## Week 4: Open Data Portals

In data science, we say, "data is destiny". This means the data you have dictates how far you can go or how much you can understand no matter what methods you use! 


Today we will walk through where to find open and available data. We will explore some portals for downloading data directly and "APIs", or Application Programming Interfaces to gather data through Python. 

In [None]:
# imports 
import pandas as pd
import geopandas as gpd
import seaborn as sns
import matplotlib.pyplot as plt


### 4.1 Exploring open data portals 

Many cities and other government bodies have open data portals. This means they make datasets relevant to their cities publically available. 

A few we can explore:
* New York City. https://data.cityofnewyork.us
* Los Angeles. https://data.lacity.org
* The CDC. https://www.cdc.gov/places/index.html
* San Francisco bike share. https://www.lyft.com/bikes/bay-wheels/system-data
* NYC bike share. 

* A list of open data portals: https://schoolofcities.github.io/urban-data-storytelling/urban-data-analytics/what-and-where-of-data/what-and-where-of-data.html

In [None]:
# Let's explore one:

df = pd.read_csv('')

In [None]:
# Explore descriptive statistics, plot relationships
df.iloc[0]

In [None]:
## YOUR TURN 
## Visit one of the open data portals above or find a new one and download some data
## Add a comment block below describing the data



In [None]:
## YOUR TURN
## Gather some descriptive statistics



In [None]:
## YOUR TURN
## Create a few plots



## 4.2 Census

We can also collect data through an API. An API is a way to connect your computer to a database without having to manually download the data files. 

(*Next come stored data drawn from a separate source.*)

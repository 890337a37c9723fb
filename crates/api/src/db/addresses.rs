//! Address repository for database operations.
//!
//! Owns the single-default-address invariant: clearing the other defaults and
//! writing the new default happen in one transaction, after the owning user's
//! row has been locked so that two concurrent default changes for the same
//! user are applied one after the other.

use chrono::{DateTime, Utc};
use sqlx::{PgConnection, PgPool};
use tracing::debug;

use orderdesk_core::{AddressId, UserId};

use super::RepositoryError;
use crate::models::address::{Address, AddressFields};

// =============================================================================
// Internal Row Types
// =============================================================================

#[derive(Debug, sqlx::FromRow)]
struct AddressRow {
    id: i32,
    user_id: i32,
    street_line1: String,
    street_line2: String,
    city: String,
    state: String,
    postal_code: String,
    country: String,
    is_default: bool,
    created_at: DateTime<Utc>,
    updated_at: DateTime<Utc>,
}

impl From<AddressRow> for Address {
    fn from(row: AddressRow) -> Self {
        Self {
            id: AddressId::new(row.id),
            user_id: UserId::new(row.user_id),
            street_line1: row.street_line1,
            street_line2: row.street_line2,
            city: row.city,
            state: row.state,
            postal_code: row.postal_code,
            country: row.country,
            is_default: row.is_default,
            created_at: row.created_at,
            updated_at: row.updated_at,
        }
    }
}

// =============================================================================
// Repository
// =============================================================================

/// Repository for address database operations.
pub struct AddressRepository<'a> {
    pool: &'a PgPool,
}

impl<'a> AddressRepository<'a> {
    /// Create a new address repository.
    #[must_use]
    pub const fn new(pool: &'a PgPool) -> Self {
        Self { pool }
    }

    /// List addresses ordered by ID.
    ///
    /// # Errors
    ///
    /// Returns `RepositoryError::Database` if the query fails.
    pub async fn list(&self, limit: i64) -> Result<Vec<Address>, RepositoryError> {
        let rows = sqlx::query_as::<_, AddressRow>(
            r"
            SELECT id, user_id, street_line1, street_line2, city, state,
                   postal_code, country, is_default, created_at, updated_at
            FROM addresses
            ORDER BY id
            LIMIT $1
            ",
        )
        .bind(limit)
        .fetch_all(self.pool)
        .await?;

        Ok(rows.into_iter().map(Into::into).collect())
    }

    /// Get an address by ID.
    ///
    /// # Errors
    ///
    /// Returns `RepositoryError::Database` if the query fails.
    pub async fn get(&self, id: AddressId) -> Result<Option<Address>, RepositoryError> {
        let mut conn = self.pool.acquire().await?;
        fetch_address(&mut *conn, id).await
    }

    /// List a user's addresses, default first, then by ID.
    ///
    /// # Errors
    ///
    /// Returns `RepositoryError::Database` if the query fails.
    pub async fn list_by_user(&self, user_id: UserId) -> Result<Vec<Address>, RepositoryError> {
        let rows = sqlx::query_as::<_, AddressRow>(
            r"
            SELECT id, user_id, street_line1, street_line2, city, state,
                   postal_code, country, is_default, created_at, updated_at
            FROM addresses
            WHERE user_id = $1
            ORDER BY is_default DESC, id ASC
            ",
        )
        .bind(user_id)
        .fetch_all(self.pool)
        .await?;

        Ok(rows.into_iter().map(Into::into).collect())
    }

    /// Create an address for a user.
    ///
    /// When `fields.is_default` is set, every other address of the user loses
    /// its default flag in the same transaction.
    ///
    /// # Errors
    ///
    /// Returns `RepositoryError::NotFound` if the user doesn't exist.
    /// Returns `RepositoryError::Database` for other database errors.
    pub async fn create(
        &self,
        user_id: UserId,
        fields: &AddressFields,
    ) -> Result<Address, RepositoryError> {
        let mut tx = self.pool.begin().await?;

        lock_user(&mut *tx, user_id).await?;

        if fields.is_default {
            let cleared = sqlx::query(
                r"
                UPDATE addresses
                SET is_default = FALSE, updated_at = NOW()
                WHERE user_id = $1 AND is_default
                ",
            )
            .bind(user_id)
            .execute(&mut *tx)
            .await?;
            debug!(%user_id, cleared = cleared.rows_affected(), "Cleared previous default address");
        }

        let row = sqlx::query_as::<_, AddressRow>(
            r"
            INSERT INTO addresses (
                user_id, street_line1, street_line2, city, state,
                postal_code, country, is_default
            )
            VALUES ($1, $2, $3, $4, $5, $6, $7, $8)
            RETURNING id, user_id, street_line1, street_line2, city, state,
                      postal_code, country, is_default, created_at, updated_at
            ",
        )
        .bind(user_id)
        .bind(&fields.street_line1)
        .bind(&fields.street_line2)
        .bind(&fields.city)
        .bind(&fields.state)
        .bind(&fields.postal_code)
        .bind(&fields.country)
        .bind(fields.is_default)
        .fetch_one(&mut *tx)
        .await?;

        tx.commit().await?;

        Ok(row.into())
    }

    /// Update an address owned by `user_id`.
    ///
    /// When `fields.is_default` is set, the user's other addresses lose their
    /// default flag in the same transaction.
    ///
    /// # Errors
    ///
    /// Returns `RepositoryError::NotFound` if no address matches `(id, user_id)`;
    /// nothing is changed in that case.
    /// Returns `RepositoryError::Database` for other database errors.
    pub async fn update(
        &self,
        id: AddressId,
        user_id: UserId,
        fields: &AddressFields,
    ) -> Result<Address, RepositoryError> {
        let mut tx = self.pool.begin().await?;

        lock_user(&mut *tx, user_id).await?;

        if fields.is_default {
            sqlx::query(
                r"
                UPDATE addresses
                SET is_default = FALSE, updated_at = NOW()
                WHERE user_id = $1 AND id <> $2 AND is_default
                ",
            )
            .bind(user_id)
            .bind(id)
            .execute(&mut *tx)
            .await?;
        }

        let row = sqlx::query_as::<_, AddressRow>(
            r"
            UPDATE addresses
            SET street_line1 = $3, street_line2 = $4, city = $5, state = $6,
                postal_code = $7, country = $8, is_default = $9, updated_at = NOW()
            WHERE id = $1 AND user_id = $2
            RETURNING id, user_id, street_line1, street_line2, city, state,
                      postal_code, country, is_default, created_at, updated_at
            ",
        )
        .bind(id)
        .bind(user_id)
        .bind(&fields.street_line1)
        .bind(&fields.street_line2)
        .bind(&fields.city)
        .bind(&fields.state)
        .bind(&fields.postal_code)
        .bind(&fields.country)
        .bind(fields.is_default)
        .fetch_optional(&mut *tx)
        .await?
        .ok_or(RepositoryError::NotFound("address"))?;

        tx.commit().await?;

        Ok(row.into())
    }

    /// Delete an address owned by `user_id`.
    ///
    /// The address row is locked before the reference check; order writes
    /// that bind an address take a share lock on it, so no reference can
    /// appear between the check and the delete.
    ///
    /// # Errors
    ///
    /// Returns `RepositoryError::NotFound` if no address matches `(id, user_id)`.
    /// Returns `RepositoryError::AddressInUse` if any order references it.
    /// Returns `RepositoryError::Database` for other database errors.
    pub async fn delete(&self, id: AddressId, user_id: UserId) -> Result<(), RepositoryError> {
        let mut tx = self.pool.begin().await?;

        sqlx::query_scalar::<_, i32>(
            r"
            SELECT id FROM addresses
            WHERE id = $1 AND user_id = $2
            FOR UPDATE
            ",
        )
        .bind(id)
        .bind(user_id)
        .fetch_optional(&mut *tx)
        .await?
        .ok_or(RepositoryError::NotFound("address"))?;

        let references = sqlx::query_scalar::<_, i64>(
            "SELECT COUNT(*) FROM orders WHERE address_id = $1",
        )
        .bind(id)
        .fetch_one(&mut *tx)
        .await?;

        if references > 0 {
            return Err(RepositoryError::AddressInUse);
        }

        sqlx::query("DELETE FROM addresses WHERE id = $1 AND user_id = $2")
            .bind(id)
            .bind(user_id)
            .execute(&mut *tx)
            .await
            .map_err(|e| {
                if let sqlx::Error::Database(ref db_err) = e
                    && db_err.is_foreign_key_violation()
                {
                    return RepositoryError::AddressInUse;
                }
                RepositoryError::Database(e)
            })?;

        tx.commit().await?;

        Ok(())
    }
}

// =============================================================================
// Transaction Helpers
// =============================================================================

/// Fetch one address on an existing connection or transaction.
pub(crate) async fn fetch_address(
    conn: &mut PgConnection,
    id: AddressId,
) -> Result<Option<Address>, RepositoryError> {
    let row = sqlx::query_as::<_, AddressRow>(
        r"
        SELECT id, user_id, street_line1, street_line2, city, state,
               postal_code, country, is_default, created_at, updated_at
        FROM addresses
        WHERE id = $1
        ",
    )
    .bind(id)
    .fetch_optional(&mut *conn)
    .await?;

    Ok(row.map(Into::into))
}

/// Fetch several addresses by ID in one round trip. Missing IDs are skipped.
pub(crate) async fn fetch_addresses(
    conn: &mut PgConnection,
    ids: &[i32],
) -> Result<Vec<Address>, RepositoryError> {
    if ids.is_empty() {
        return Ok(Vec::new());
    }

    let rows = sqlx::query_as::<_, AddressRow>(
        r"
        SELECT id, user_id, street_line1, street_line2, city, state,
               postal_code, country, is_default, created_at, updated_at
        FROM addresses
        WHERE id = ANY($1)
        ",
    )
    .bind(ids)
    .fetch_all(&mut *conn)
    .await?;

    Ok(rows.into_iter().map(Into::into).collect())
}

/// Take a share lock on an address that is about to be referenced.
///
/// Blocks a concurrent delete of the same address until the caller's
/// transaction ends.
///
/// # Errors
///
/// Returns `RepositoryError::NotFound` if the address doesn't exist.
pub(crate) async fn lock_address_for_reference(
    conn: &mut PgConnection,
    id: AddressId,
) -> Result<(), RepositoryError> {
    sqlx::query_scalar::<_, i32>("SELECT id FROM addresses WHERE id = $1 FOR SHARE")
        .bind(id)
        .fetch_optional(&mut *conn)
        .await?
        .ok_or(RepositoryError::NotFound("address"))?;
    Ok(())
}

/// Lock the user row, serializing default-address changes per user.
///
/// `FOR NO KEY UPDATE` conflicts with itself but not with the `KEY SHARE`
/// lock a foreign-key check takes, so orders can still be inserted for the
/// user while the lock is held.
async fn lock_user(conn: &mut PgConnection, user_id: UserId) -> Result<(), RepositoryError> {
    sqlx::query_scalar::<_, i32>("SELECT id FROM users WHERE id = $1 FOR NO KEY UPDATE")
        .bind(user_id)
        .fetch_optional(&mut *conn)
        .await?
        .ok_or(RepositoryError::NotFound("user"))?;
    Ok(())
}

One of these APIs is the US Census data API. This allows us to gather census data consistently. We will use a package called `pytidycensus` to access the API. However, we first need to get an API key. This is kind of like a password that is unique to each individual that allows the data holder to keep track of who is accessing the data. 

Go to https://api.census.gov/data/key_signup.html and enter Cornell University and your email. Then, check your email and activate the key. 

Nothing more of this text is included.